TASK STATEMENT: Word for word, set down the full listing below.

DATASET RECORDS:
use std::path::PathBuf;
use std::sync::Arc;

use clap::{Parser, Subcommand};
use ingest::media::CommandMedia;
use ingest::pipeline::{ClipLayout, ClipProcessor, export_clips};
use ingest::pose::CommandPoseEstimator;
use ingest::sources::wtt::{self, WttClient};
use storage::Database;
use storage::models::{MatchRecord, RankingCategory};
use storage::repository::clip::ClipRepository;
use storage::repository::match_record::MatchRecordRepository;
use storage::services::clip_import::{ImportOptions, clips_from_match_analysis};
use tracing_subscriber::{layer::SubscriberExt, util::SubscriberInitExt};

#[derive(Parser)]
#[command(name = "ingest")]
#[command(about = "Table tennis companion data tools", long_about = None)]
#[command(version)]
struct Cli {
    #[command(subcommand)]
    command: Commands,

    #[arg(long, env = "DATABASE_URL", default_value = "sqlite://data/companion.db")]
    database_url: String,

    #[arg(short, long)]
    verbose: bool,
}

#[derive(Subcommand)]
enum Commands {
    /// World Table Tennis ranking cache
    Rankings {
        #[command(subcommand)]
        action: RankingCommand,
    },
    /// Historical match records used for predictions
    Matches {
        #[command(subcommand)]
        action: MatchCommand,
    },
    /// Auto-train clips
    Clips {
        #[command(subcommand)]
        action: ClipCommand,
    },
}

#[derive(Subcommand)]
enum RankingCommand {
    Refresh {
        /// Only this category, e.g. SEN_SINGLES
        #[arg(long)]
        category: Option<String>,
    },
}

#[derive(Subcommand)]
enum MatchCommand {
    /// Load a JSON array of match records
    Import { file: PathBuf },
}

#[derive(Subcommand)]
enum ClipCommand {
    /// Create clips from a saved match analysis
    Import {
        file: PathBuf,

        #[arg(long)]
        auto_approve: bool,

        #[arg(long, default_value_t = 0.7)]
        confidence_threshold: f64,
    },
    ProcessAll {
        #[command(flatten)]
        tools: ToolArgs,
    },
    Export {
        #[arg(long, env = "DATA_DIR", default_value = "data")]
        data_dir: PathBuf,

        #[arg(long, env = "TRAINING_DIR", default_value = ".")]
        training_dir: PathBuf,
    },
}

#[derive(clap::Args)]
struct ToolArgs {
    #[arg(long, env = "DATA_DIR", default_value = "data")]
    data_dir: PathBuf,

    #[arg(long, env = "POSE_COMMAND", default_value = "python skeleton.py")]
    pose_command: String,

    #[arg(long, env = "YT_DLP_BIN", default_value = "yt-dlp")]
    yt_dlp: String,

    #[arg(long, env = "FFMPEG_BIN", default_value = "ffmpeg")]
    ffmpeg: String,

    #[arg(long, env = "FFPROBE_BIN", default_value = "ffprobe")]
    ffprobe: String,
}

#[tokio::main]
async fn main() -> Result<(), Box<dyn std::error::Error>> {
    dotenvy::dotenv().ok();

    let cli = Cli::parse();

    let log_level = if cli.verbose { "debug" } else { "info" };
    tracing_subscriber::registry()
        .with(
            tracing_subscriber::EnvFilter::try_from_default_env()
                .unwrap_or_else(|_| format!("ingest={},storage={}", log_level, log_level).into()),
        )
        .with(tracing_subscriber::fmt::layer())
        .init();

    let db = Database::new(&cli.database_url).await?;
    db.run_migrations().await?;

    match cli.command {
        Commands::Rankings {
            action: RankingCommand::Refresh { category },
        } => handle_rankings_refresh(&db, category).await?,
        Commands::Matches {
            action: MatchCommand::Import { file },
        } => handle_matches_import(&db, file).await?,
        Commands::Clips { action } => match action {
            ClipCommand::Import {
                file,
                auto_approve,
                confidence_threshold,
            } => {
                let options = ImportOptions {
                    auto_approve,
                    confidence_threshold,
                };
                handle_clips_import(&db, file, options).await?
            }
            ClipCommand::ProcessAll { tools } => handle_process_all(&db, tools).await?,
            ClipCommand::Export {
                data_dir,
                training_dir,
            } => handle_export(&db, data_dir, training_dir).await?,
        },
    }

    Ok(())
}

async fn handle_rankings_refresh(db: &Database, category: Option<String>) -> Result<(), Box<dyn std::error::Error>> {
    let client = WttClient::new()?;

    match category {
        Some(name) => {
            let category =
                RankingCategory::parse(&name).ok_or_else(|| format!("Unknown ranking category '{}'", name))?;
            let count = wtt::refresh_category(&client, db, category).await?;
            tracing::info!("{}: {} players", category.as_str(), count);
        }
        None => {
            let results = wtt::refresh_all(&client, db).await;
            for (category, outcome) in &results {
                tracing::info!("{}: {}", category, outcome);
            }
            if results.values().all(|r| r != "success") {
                return Err("every ranking category failed to refresh".into());
            }
        }
    }

    Ok(())
}

async fn handle_matches_import(db: &Database, file: PathBuf) -> Result<(), Box<dyn std::error::Error>> {
    tracing::info!("Loading match records from: {}", file.display());

    let content = tokio::fs::read_to_string(&file).await?;
    let records: Vec<MatchRecord> = serde_json::from_str(&content)?;

    let written = MatchRecordRepository::new(db.pool()).upsert_many(&records).await?;
    tracing::info!("Imported {} match records", written);

    Ok(())
}

async fn handle_clips_import(
    db: &Database,
    file: PathBuf,
    options: ImportOptions,
) -> Result<(), Box<dyn std::error::Error>> {
    let content = tokio::fs::read_to_string(&file).await?;
    let analysis: serde_json::Value = serde_json::from_str(&content)?;

    let clips = clips_from_match_analysis(&analysis, options);
    ClipRepository::new(db.pool()).insert_many(&clips).await?;
    tracing::info!("Imported {} clips from {}", clips.len(), file.display());

    Ok(())
}

async fn handle_process_all(db: &Database, tools: ToolArgs) -> Result<(), Box<dyn std::error::Error>> {
    let media = CommandMedia::new(tools.yt_dlp, tools.ffmpeg, tools.ffprobe);
    let pose = CommandPoseEstimator::new(&tools.pose_command)?;
    let processor = ClipProcessor::new(Arc::new(media), Arc::new(pose), ClipLayout::new(&tools.data_dir));

    let summary = processor.process_all(db).await?;
    for detail in summary.details.iter().filter(|d| !d.is_success()) {
        tracing::warn!(
            "{}: {}",
            detail.clip_id,
            detail.message.as_deref().unwrap_or("failed")
        );
    }
    tracing::info!(
        "Processed {} clips: {} succeeded, {} failed",
        summary.total,
        summary.success,
        summary.failed
    );

    Ok(())
}

async fn handle_export(db: &Database, data_dir: PathBuf, training_dir: PathBuf) -> Result<(), Box<dyn std::error::Error>> {
    let clips = ClipRepository::new(db.pool()).list(None).await?;
    let counts = export_clips(&clips, &ClipLayout::new(&data_dir), &training_dir).await;

    tracing::info!(
        "Export finished: good={} normal={} bad={} skipped={} errors={}",
        counts.good,
        counts.normal,
        counts.bad,
        counts.skipped,
        counts.errors
    );

    Ok(())
}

EXERCISE OUTPUT:
use std::path::PathBuf;
use std::sync::Arc;

use clap::{Parser, Subcommand};
use ingest::media::CommandMedia;
use ingest::pipeline::{ClipLayout, ClipProcessor, export_clips};
use ingest::pose::CommandPoseEstimator;
use ingest::sources::wtt::{self, WttClient};
use storage::Database;
use storage::models::{MatchRecord, RankingCategory};
use storage::repository::clip::ClipRepository;
use storage::repository::match_record::MatchRecordRepository;
use storage::services::clip_import::{ImportOptions, clips_from_match_analysis};
use tracing_subscriber::{layer::SubscriberExt, util::SubscriberInitExt};

#[derive(Parser)]
#[command(name = "ingest")]
#[command(about = "Table tennis companion data tools", long_about = None)]
#[command(version)]
struct Cli {
    #[command(subcommand)]
    command: Commands,

    #[arg(long, env = "DATABASE_URL", default_value = "sqlite://data/companion.db")]
    database_url: String,

    #[arg(short, long)]
    verbose: bool,
}

#[derive(Subcommand)]
enum Commands {
    /// World Table Tennis ranking cache
    Rankings {
        #[command(subcommand)]
        action: RankingCommand,
    },
    /// Historical match records used for predictions
    Matches {
        #[command(subcommand)]
        action: MatchCommand,
    },
    /// Auto-train clips
    Clips {
        #[command(subcommand)]
        action: ClipCommand,
    },
}

#[derive(Subcommand)]
enum RankingCommand {
    Refresh {
        /// Only this category, e.g. SEN_SINGLES
        #[arg(long)]
        category: Option<String>,
    },
}

#[derive(Subcommand)]
enum MatchCommand {
    /// Load a JSON array of match records
    Import { file: PathBuf },
}

#[derive(Subcommand)]
enum ClipCommand {
    /// Create clips from a saved match analysis
    Import {
        file: PathBuf,

        #[arg(long)]
        auto_approve: bool,

        #[arg(long, default_value_t = 0.7)]
        confidence_threshold: f64,
    },
    ProcessAll {
        #[command(flatten)]
        tools: ToolArgs,
    },
    Export {
        #[arg(long, env = "DATA_DIR", default_value = "data")]
        data_dir: PathBuf,

        #[arg(long, env = "TRAINING_DIR", default_value = ".")]
        training_dir: PathBuf,
    },
}

#[derive(clap::Args)]
struct ToolArgs {
    #[arg(long, env = "DATA_DIR", default_value = "data")]
    data_dir: PathBuf,

    #[arg(long, env = "POSE_COMMAND", default_value = "python skeleton.py")]
    pose_command: String,

    #[arg(long, env = "YT_DLP_BIN", default_value = "yt-dlp")]
    yt_dlp: String,

    #[arg(long, env = "FFMPEG_BIN", default_value = "ffmpeg")]
    ffmpeg: String,

    #[arg(long, env = "FFPROBE_BIN", default_value = "ffprobe")]
    ffprobe: String,
}

#[tokio::main]
async fn main() -> Result<(), Box<dyn std::error::Error>> {
    dotenvy::dotenv().ok();

    let cli = Cli::parse();

    let log_level = if cli.verbose { "debug" } else { "info" };
    tracing_subscriber::registry()
        .with(
            tracing_subscriber::EnvFilter::try_from_default_env()
                .unwrap_or_else(|_| format!("ingest={},storage={}", log_level, log_level).into()),
        )
        .with(tracing_subscriber::fmt::layer())
        .init();

    let db = Database::new(&cli.database_url).await?;
    db.run_migrations().await?;

    match cli.command {
        Commands::Rankings {
            action: RankingCommand::Refresh { category },
        } => handle_rankings_refresh(&db, category).await?,
        Commands::Matches {
            action: MatchCommand::Import { file },
        } => handle_matches_import(&db, file).await?,
        Commands::Clips { action } => match action {
            ClipCommand::Import {
                file,
                auto_approve,
                confidence_threshold,
            } => {
                let options = ImportOptions {
                    auto_approve,
                    confidence_threshold,
                };
                handle_clips_import(&db, file, options).await?
            }
            ClipCommand::ProcessAll { tools } => handle_process_all(&db, tools).await?,
            ClipCommand::Export {
                data_dir,
                training_dir,
            } => handle_export(&db, data_dir, training_dir).await?,
        },
    }

    Ok(())
}

async fn handle_rankings_refresh(db: &Database, category: Option<String>) -> Result<(), Box<dyn std::error::Error>> {
    let client = WttClient::new()?;

    match category {
        Some(name) => {
            let category =
                RankingCategory::parse(&name).ok_or_else(|| format!("Unknown ranking category '{}'", name))?;
            let count = wtt::refresh_category(&client, db, category).await?;
            tracing::info!("{}: {} players", category.as_str(), count);
        }
        None => {
            let results = wtt::refresh_all(&client, db).await;
            for (category, outcome) in &results {
                tracing::info!("{}: {}", category, outcome);
            }
            if results.values().all(|r| r != "success") {
                return Err("every ranking category failed to refresh".into());
            }
        }
    }

    Ok(())
}

async fn handle_matches_import(db: &Database, file: PathBuf) -> Result<(), Box<dyn std::error::Error>> {
    tracing::info!("Loading match records from: {}", file.display());

    let content = tokio::fs::read_to_string(&file).await?;
    let records: Vec<MatchRecord> = serde_json::from_str(&content)?;

    let written = MatchRecordRepository::new(db.pool()).upsert_many(&records).await?;
    tracing::info!("Imported {} match records", written);

    Ok(())
}

async fn handle_clips_import(
    db: &Database,
    file: PathBuf,
    options: ImportOptions,
) -> Result<(), Box<dyn std::error::Error>> {
    let content = tokio::fs::read_to_string(&file).await?;
    let analysis: serde_json::Value = serde_json::from_str(&content)?;

    let clips = clips_from_match_analysis(&analysis, options);
    ClipRepository::new(db.pool()).insert_many(&clips).await?;
    tracing::info!("Imported {} clips from {}", clips.len(), file.display());

    Ok(())
}

async fn handle_process_all(db: &Database, tools: ToolArgs) -> Result<(), Box<dyn std::error::Error>> {
    let media = CommandMedia::new(tools.yt_dlp, tools.ffmpeg, tools.ffprobe);
    let pose = CommandPoseEstimator::new(&tools.pose_command)?;
    let processor = ClipProcessor::new(Arc::new(media), Arc::new(pose), ClipLayout::new(&tools.data_dir));

    let summary = processor.process_all(db).await?;
    for detail in summary.details.iter().filter(|d| !d.is_success()) {
        tracing::warn!(
            "{}: {}",
            detail.clip_id,
            detail.message.as_deref().unwrap_or("failed")
        );
    }
    tracing::info!(
        "Processed {} clips: {} succeeded, {} failed",
        summary.total,
        summary.success,
        summary.failed
    );

    Ok(())
}

async fn handle_export(db: &Database, data_dir: PathBuf, training_dir: PathBuf) -> Result<(), Box<dyn std::error::Error>> {
    let clips = ClipRepository::new(db.pool()).list(None).await?;
    let counts = export_clips(&clips, &ClipLayout::new(&data_dir), &training_dir).await;

    tracing::info!(
        "Export finished: good={} normal={} bad={} skipped={} errors={}",
        counts.good,
        counts.normal,
        counts.bad,
        counts.skipped,
        counts.errors
    );

    Ok(())
}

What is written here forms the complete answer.